■ **EXERCISE DETAILS**:
Copy out, from the entries below, each line holding the string "EmbeddingProvider".

▽

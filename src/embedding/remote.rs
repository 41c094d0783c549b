//! Remote inference provider.
//!
//! Calls a hosted copy of the model that built the index. Two endpoints are
//! tried, in order, at most once each:
//!
//! 1. `POST {base}/embeddings/{model}` with `{"inputs": [...]}`, answering
//!    `{"embeddings": [[...], ...]}` or a bare array.
//! 2. `POST {base}/pipeline/feature-extraction/{model}` with
//!    `{"inputs": [...], "options": {"wait_for_model": true}}`, answering one
//!    item per input, either pooled (`[hidden]`) or token-level
//!    (`[seq_len, hidden]`, mean-pooled here).
//!
//! Any failure of the first (transport, timeout, non-2xx, malformed body)
//! moves on to the second. If that fails too the request fails with
//! [`BridgeError::TransientProvider`]. A well-formed answer at the wrong
//! dimension is a [`BridgeError::Configuration`] error and is never retried.

use std::time::Duration;

use async_trait::async_trait;
use serde_json::{json, Value};
use tracing::{info, warn};

use vector_bridge_core::embedding::{EmbeddingProvider, ProviderKind};
use vector_bridge_core::error::{BridgeError, Result};
use vector_bridge_core::vector::{mean_pool, renormalize};

use crate::config::EmbeddingConfig;

/// Embedding provider backed by an HTTPS inference API.
pub struct RemoteProvider {
    client: reqwest::Client,
    model: String,
    base_url: String,
    token: Option<String>,
    target_dim: usize,
}

impl RemoteProvider {
    /// Build the provider and its HTTP client.
    ///
    /// `token` is sent as a bearer token when present.
    pub fn new(config: &EmbeddingConfig, target_dim: usize, token: Option<String>) -> Result<Self> {
        let client = reqwest::Client::builder()
            .timeout(Duration::from_secs(config.timeout_secs))
            .build()
            .map_err(|e| BridgeError::Configuration(format!("failed to build HTTP client: {e}")))?;

        info!(
            provider = %ProviderKind::Remote,
            model = %config.model,
            target_dim,
            "embedding provider ready"
        );

        Ok(Self {
            client,
            model: config.model.clone(),
            base_url: config.inference_url.trim_end_matches('/').to_string(),
            token: token.filter(|t| !t.is_empty()),
            target_dim,
        })
    }

    fn primary_url(&self) -> String {
        format!("{}/embeddings/{}", self.base_url, self.model)
    }

    fn secondary_url(&self) -> String {
        format!("{}/pipeline/feature-extraction/{}", self.base_url, self.model)
    }

    /// POST a JSON body and return the parsed JSON answer, or a description of what went wrong.
    async fn post(&self, url: &str, body: &Value) -> std::result::Result<Value, String> {
        let mut request = self.client.post(url).json(body);
        if let Some(token) = &self.token {
            request = request.bearer_auth(token);
        }
        let response = request.send().await.map_err(|e| e.to_string())?;
        let status = response.status();
        if !status.is_success() {
            let text = response.text().await.unwrap_or_default();
            return Err(format!("HTTP {status}: {}", truncate(&text, 200)));
        }
        response
            .json::<Value>()
            .await
            .map_err(|e| format!("non-JSON response: {e}"))
    }

    async fn embed_primary(&self, texts: &[String]) -> std::result::Result<Vec<Vec<f32>>, String> {
        let body = json!({ "inputs": texts });
        let data = self.post(&self.primary_url(), &body).await?;
        parse_embeddings(&data, texts.len())
    }

    async fn embed_secondary(&self, texts: &[String]) -> std::result::Result<Vec<Vec<f32>>, String> {
        let body = json!({
            "inputs": texts,
            "options": { "wait_for_model": true },
        });
        let data = self.post(&self.secondary_url(), &body).await?;
        parse_feature_extraction(&data, texts.len())
    }
}

#[async_trait]
impl EmbeddingProvider for RemoteProvider {
    fn kind(&self) -> ProviderKind {
        ProviderKind::Remote
    }
    fn model_name(&self) -> &str {
        &self.model
    }
    fn dims(&self) -> usize {
        self.target_dim
    }

    async fn embed(&self, texts: &[String]) -> Result<Vec<Vec<f32>>> {
        if texts.is_empty() {
            return Ok(Vec::new());
        }

        let raw = match self.embed_primary(texts).await {
            Ok(vectors) => vectors,
            Err(primary) => {
                warn!(
                    model = %self.model,
                    error = %primary,
                    "embeddings endpoint failed, falling back to feature-extraction"
                );
                self.embed_secondary(texts).await.map_err(|secondary| {
                    BridgeError::TransientProvider(format!(
                        "embeddings endpoint: {primary}; feature-extraction endpoint: {secondary}"
                    ))
                })?
            }
        };

        let vectors = raw
            .into_iter()
            .map(renormalize)
            .collect::<Result<Vec<_>>>()?;

        if let Some(bad) = vectors.iter().find(|v| v.len() != self.target_dim) {
            return Err(BridgeError::Configuration(format!(
                "model '{}' produces {}-dimensional embeddings but the index has {}; \
                 the model and index do not match",
                self.model,
                bad.len(),
                self.target_dim
            )));
        }
        Ok(vectors)
    }
}

/// Numbers-only JSON array as a vector.
fn as_vector(value: &Value) -> Option<Vec<f32>> {
    value
        .as_array()?
        .iter()
        .map(|x| x.as_f64().map(|f| f as f32))
        .collect()
}

/// Array of numeric arrays as a matrix.
fn as_matrix(value: &Value) -> Option<Vec<Vec<f32>>> {
    value.as_array()?.iter().map(as_vector).collect()
}

/// Parse a dedicated-endpoint answer: `{"embeddings": [...]}` or a bare array
/// of vectors. A single bare vector is accepted for a single input.
pub(crate) fn parse_embeddings(data: &Value, expected: usize) -> std::result::Result<Vec<Vec<f32>>, String> {
    let payload = match data {
        Value::Object(map) => map
            .get("embeddings")
            .ok_or_else(|| "response object has no 'embeddings' field".to_string())?,
        other => other,
    };

    let vectors = match as_matrix(payload) {
        Some(m) => m,
        None => match as_vector(payload) {
            Some(v) if expected == 1 => vec![v],
            _ => return Err("embeddings payload is not an array of vectors".into()),
        },
    };
    check_count(vectors, expected)
}

/// Parse a feature-extraction answer: one item per input, each either a
/// pooled vector or a `[seq_len, hidden]` matrix to mean-pool.
pub(crate) fn parse_feature_extraction(
    data: &Value,
    expected: usize,
) -> std::result::Result<Vec<Vec<f32>>, String> {
    let items = data
        .as_array()
        .ok_or_else(|| "feature-extraction payload is not an array".to_string())?;

    // a single input may come back as one pooled vector
    if expected == 1 {
        if let Some(v) = as_vector(data) {
            return check_count(vec![v], expected);
        }
    }

    let vectors = items
        .iter()
        .map(|item| {
            as_vector(item)
                .or_else(|| as_matrix(item).and_then(|rows| mean_pool(&rows)))
                .ok_or_else(|| "feature-extraction item is neither [hidden] nor [seq_len, hidden]".to_string())
        })
        .collect::<std::result::Result<Vec<_>, String>>()?;
    check_count(vectors, expected)
}

fn check_count(vectors: Vec<Vec<f32>>, expected: usize) -> std::result::Result<Vec<Vec<f32>>, String> {
    if vectors.len() != expected {
        return Err(format!(
            "expected {expected} embeddings, got {}",
            vectors.len()
        ));
    }
    if vectors.iter().any(|v| v.is_empty()) {
        return Err("empty embedding in response".into());
    }
    Ok(vectors)
}

fn truncate(s: &str, max: usize) -> String {
    s.chars().take(max).collect()
}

△

■ **TASK SOLUTION**:
use vector_bridge_core::embedding::{EmbeddingProvider, ProviderKind};
impl EmbeddingProvider for RemoteProvider {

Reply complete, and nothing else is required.